A patient presents at the emergency department with threatened anaphylaxis. Respiratory obstruction appears likely if she is not treated immediately. Her past medical history includes hypertension, for which she is receiving an adrenoceptor blocker. The emergency physician plans to use epinephrine to treat her anaphylactic reaction. Which of the following effects of epinephrine would be blocked by prazosin but not by metoprolol?

(A) Cardiac stimulation

(B) Increase of cAMP (cyclic adenosine monophosphate) in fat cells

(C) Mydriasis

(D) Relaxation of bronchial smooth muscle

(E) Relaxation of the uterus

Mydriasis caused by contraction of the pupillary dilator radial smooth muscle is mediated by α receptors. All the other effects listed are mediated by β receptors. The answer is C.

Clinical studies have shown that adrenoceptor blockers have many useful effects in patients. However, a number of drug toxicities have been documented. Adverse effects that limit the use of adrenoceptor blockers include which one of the following?

(A) Bronchoconstriction (from α-blocking agents)

(B) Acute heart failure exacerbation (from β blockers)

(C) Impaired blood sugar response (with α blockers)

(D) Increased intraocular pressure (with β blockers)

(E) Sleep disturbances (from α-blocking drugs)

Although chronic heart failure is often treated with certain β blockers, acute heart failure can be precipitated by any β blocker. Choices A, C, and E reverse the correct pairing of receptor subtype (α versus β) with effect. Choice D reverses the direction of change of intraocular pressure. The answer is B.

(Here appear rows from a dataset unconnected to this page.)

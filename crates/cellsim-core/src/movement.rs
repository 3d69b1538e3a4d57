//! Movement strategies producing per-timestep displacement vectors.
//!
//! Strategies never touch the agent: they return a shift that the owning agent applies.

use crate::random::RandomSource;
use crate::vector::{SpatialDimensions, Vector3};
use serde::{Deserialize, Serialize};

/// Strategy selector used in agent parameters.
#[derive(Debug, Clone, Copy, Default, Serialize, Deserialize, PartialEq, Eq)]
pub enum MovementKind {
    #[default]
    Stationary,
    RandomWalk,
    PersistentRandomWalk,
}

/// Raw movement parameters as configured per agent type.
#[derive(Debug, Clone, Serialize, Deserialize, PartialEq)]
#[serde(default)]
pub struct MovementParameters {
    pub kind: MovementKind,
    /// Mean step length per timestep; zero selects the diffusion calibration for random walks.
    pub mean: f64,
    pub std_dev: f64,
    pub diffusion_coefficient: f64,
    pub persistence_time: f64,
}

impl Default for MovementParameters {
    fn default() -> Self {
        Self {
            kind: MovementKind::Stationary,
            mean: 0.0,
            std_dev: 0.0,
            diffusion_coefficient: 0.0,
            persistence_time: 0.0,
        }
    }
}

/// Memoryless walk: normal step length, uniform direction.
#[derive(Debug, Clone, Serialize, Deserialize, PartialEq)]
pub struct RandomWalk {
    pub mean: f64,
    pub std_dev: f64,
}

impl RandomWalk {
    #[must_use]
    pub const fn new(mean: f64, std_dev: f64) -> Self {
        Self { mean, std_dev }
    }

    /// Deterministic step length `sqrt(2 * d * D / dt)` with zero variance.
    #[must_use]
    pub fn from_diffusion(
        diffusion_coefficient: f64,
        dimensions: SpatialDimensions,
        time_step: f64,
    ) -> Self {
        let d = dimensions.count() as f64;
        let speed = if time_step > 0.0 && diffusion_coefficient > 0.0 {
            (2.0 * d * diffusion_coefficient / time_step).sqrt()
        } else {
            0.0
        };
        Self::new(speed, 0.0)
    }

    fn displacement(&self, rng: &mut RandomSource, dimensions: SpatialDimensions) -> Vector3 {
        let length = rng.generate_normal(self.mean, self.std_dev).max(0.0);
        rng.unit_direction(dimensions) * length
    }
}

/// Walk whose direction decays towards a fresh sample with weight `exp(-dt / tau)`.
#[derive(Debug, Clone, Serialize, Deserialize, PartialEq)]
pub struct PersistentRandomWalk {
    pub persistence_time: f64,
    pub mean: f64,
    #[serde(skip)]
    direction: Option<Vector3>,
}

impl PersistentRandomWalk {
    #[must_use]
    pub const fn new(persistence_time: f64, mean: f64) -> Self {
        Self {
            persistence_time,
            mean,
            direction: None,
        }
    }

    /// Direction used by the most recent step.
    #[must_use]
    pub const fn direction(&self) -> Option<Vector3> {
        self.direction
    }

    /// Weight of the previous direction for a step of `time_step`.
    #[must_use]
    pub fn memory_weight(persistence_time: f64, time_step: f64) -> f64 {
        if !(persistence_time > 0.0) {
            return 0.0;
        }
        if persistence_time.is_infinite() {
            return 1.0;
        }
        (-time_step / persistence_time).exp()
    }

    fn displacement(
        &mut self,
        time_step: f64,
        persistence_override: Option<f64>,
        rng: &mut RandomSource,
        dimensions: SpatialDimensions,
    ) -> Vector3 {
        let fresh = rng.unit_direction(dimensions);
        let tau = persistence_override.unwrap_or(self.persistence_time);
        let next = match self.direction {
            Some(previous) => {
                let weight = Self::memory_weight(tau, time_step);
                (previous * weight + fresh * (1.0 - weight))
                    .normalized()
                    .unwrap_or(fresh)
            }
            None => fresh,
        };
        let next = dimensions.project(next);
        self.direction = Some(next);
        next * self.mean.max(0.0)
    }
}

/// Movement strategy owned by an agent.
#[derive(Debug, Clone, Default, Serialize, Deserialize, PartialEq)]
pub enum Movement {
    #[default]
    Stationary,
    RandomWalk(RandomWalk),
    PersistentRandomWalk(PersistentRandomWalk),
}

impl Movement {
    /// Build a strategy from configured parameters.
    #[must_use]
    pub fn from_parameters(
        parameters: &MovementParameters,
        dimensions: SpatialDimensions,
        time_step: f64,
    ) -> Self {
        match parameters.kind {
            MovementKind::Stationary => Self::Stationary,
            MovementKind::RandomWalk if parameters.mean == 0.0 => Self::RandomWalk(
                RandomWalk::from_diffusion(parameters.diffusion_coefficient, dimensions, time_step),
            ),
            MovementKind::RandomWalk => {
                Self::RandomWalk(RandomWalk::new(parameters.mean, parameters.std_dev))
            }
            MovementKind::PersistentRandomWalk => Self::PersistentRandomWalk(
                PersistentRandomWalk::new(parameters.persistence_time, parameters.mean),
            ),
        }
    }

    #[must_use]
    pub const fn is_stationary(&self) -> bool {
        matches!(self, Self::Stationary)
    }

    #[must_use]
    pub const fn kind(&self) -> MovementKind {
        match self {
            Self::Stationary => MovementKind::Stationary,
            Self::RandomWalk(_) => MovementKind::RandomWalk,
            Self::PersistentRandomWalk(_) => MovementKind::PersistentRandomWalk,
        }
    }

    /// Displacement for one timestep. `persistence_override` replaces the persistence time of
    /// correlated walks for this call only.
    pub fn displacement(
        &mut self,
        time_step: f64,
        persistence_override: Option<f64>,
        rng: &mut RandomSource,
        dimensions: SpatialDimensions,
    ) -> Vector3 {
        match self {
            Self::Stationary => Vector3::ZERO,
            Self::RandomWalk(walk) => walk.displacement(rng, dimensions),
            Self::PersistentRandomWalk(walk) => {
                walk.displacement(time_step, persistence_override, rng, dimensions)
            }
        }
    }
}

#[cfg(test)]
mod tests {
    use super::*;

    fn mean_step_correlation(walk: &mut Movement, rng: &mut RandomSource, steps: usize) -> f64 {
        let mut previous = walk
            .displacement(1.0, None, rng, SpatialDimensions::Three)
            .normalized()
            .expect("non-zero step");
        let mut total = 0.0;
        for _ in 0..steps {
            let next = walk
                .displacement(1.0, None, rng, SpatialDimensions::Three)
                .normalized()
                .expect("non-zero step");
            total += previous.dot(next);
            previous = next;
        }
        total / steps as f64
    }

    #[test]
    fn stationary_never_moves() {
        let mut rng = RandomSource::from_seed(5);
        let mut movement = Movement::from_parameters(
            &MovementParameters::default(),
            SpatialDimensions::Three,
            1.0,
        );
        assert!(movement.is_stationary());
        for _ in 0..10 {
            assert_eq!(
                movement.displacement(1.0, None, &mut rng, SpatialDimensions::Three),
                Vector3::ZERO
            );
        }
    }

    #[test]
    fn diffusion_calibrated_walk_matches_expected_step_length() {
        let params = MovementParameters {
            kind: MovementKind::RandomWalk,
            diffusion_coefficient: 3.0,
            ..MovementParameters::default()
        };
        let time_step = 0.5;
        let expected = (2.0 * 3.0 * 3.0_f64 / time_step).sqrt();
        let mut movement = Movement::from_parameters(&params, SpatialDimensions::Three, time_step);
        let mut rng = RandomSource::from_seed(21);
        let samples = 2_000;
        let mut total = 0.0;
        for _ in 0..samples {
            total += movement
                .displacement(time_step, None, &mut rng, SpatialDimensions::Three)
                .magnitude();
        }
        let average = total / f64::from(samples);
        assert!((average - expected).abs() < 1e-9 * expected.max(1.0));
    }

    #[test]
    fn normal_walk_averages_to_mean_and_clips_negative_lengths() {
        let mut movement = Movement::RandomWalk(RandomWalk::new(2.0, 0.5));
        let mut rng = RandomSource::from_seed(8);
        let samples = 5_000;
        let mut total = 0.0;
        for _ in 0..samples {
            total += movement
                .displacement(1.0, None, &mut rng, SpatialDimensions::Three)
                .magnitude();
        }
        let average = total / f64::from(samples);
        assert!((average - 2.0).abs() < 0.05, "average step {average}");

        let mut shrinking = Movement::RandomWalk(RandomWalk::new(-5.0, 0.1));
        let step = shrinking.displacement(1.0, None, &mut rng, SpatialDimensions::Three);
        assert_eq!(step.magnitude(), 0.0);
    }

    #[test]
    fn planar_walks_keep_z_at_zero() {
        let mut rng = RandomSource::from_seed(2);
        let mut walk = Movement::RandomWalk(RandomWalk::new(1.0, 0.2));
        let mut persistent = Movement::PersistentRandomWalk(PersistentRandomWalk::new(4.0, 1.0));
        for _ in 0..50 {
            assert_eq!(walk.displacement(1.0, None, &mut rng, SpatialDimensions::Two).z, 0.0);
            assert_eq!(
                persistent
                    .displacement(1.0, None, &mut rng, SpatialDimensions::Two)
                    .z,
                0.0
            );
        }
    }

    #[test]
    fn long_persistence_keeps_direction() {
        let mut rng = RandomSource::from_seed(13);
        let mut walk =
            Movement::PersistentRandomWalk(PersistentRandomWalk::new(f64::INFINITY, 1.5));
        let correlation = mean_step_correlation(&mut walk, &mut rng, 200);
        assert!(correlation > 0.999, "correlation {correlation}");
    }

    #[test]
    fn vanishing_persistence_decorrelates_steps() {
        let mut rng = RandomSource::from_seed(17);
        let mut walk = Movement::PersistentRandomWalk(PersistentRandomWalk::new(0.0, 1.5));
        let correlation = mean_step_correlation(&mut walk, &mut rng, 4_000);
        assert!(correlation.abs() < 0.05, "correlation {correlation}");
    }

    #[test]
    fn persistence_override_applies_to_single_call() {
        let mut rng = RandomSource::from_seed(4);
        let mut walk = PersistentRandomWalk::new(0.0, 1.0);
        let first = walk.displacement(1.0, None, &mut rng, SpatialDimensions::Three);
        let second = walk.displacement(1.0, Some(f64::INFINITY), &mut rng, SpatialDimensions::Three);
        assert!((first.dot(second) - 1.0).abs() < 1e-9);
        assert_eq!(walk.persistence_time, 0.0);
        assert_eq!(PersistentRandomWalk::memory_weight(2.0, 2.0), (-1.0_f64).exp());
    }
}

Four new synthetic drugs (designated W, X, Y, and Z) are to be studied for their cardiovascular effects. They are given to 4 anesthetized animals while the heart rate is recorded. The first animal has received no pretreatment (control); the second has received an effective dose of hexamethonium; the third has received an effective dose of atropine; and the fourth has received an effective dose of phenoxybenzamine. The net changes induced by W, X, Y, and Z in the animals.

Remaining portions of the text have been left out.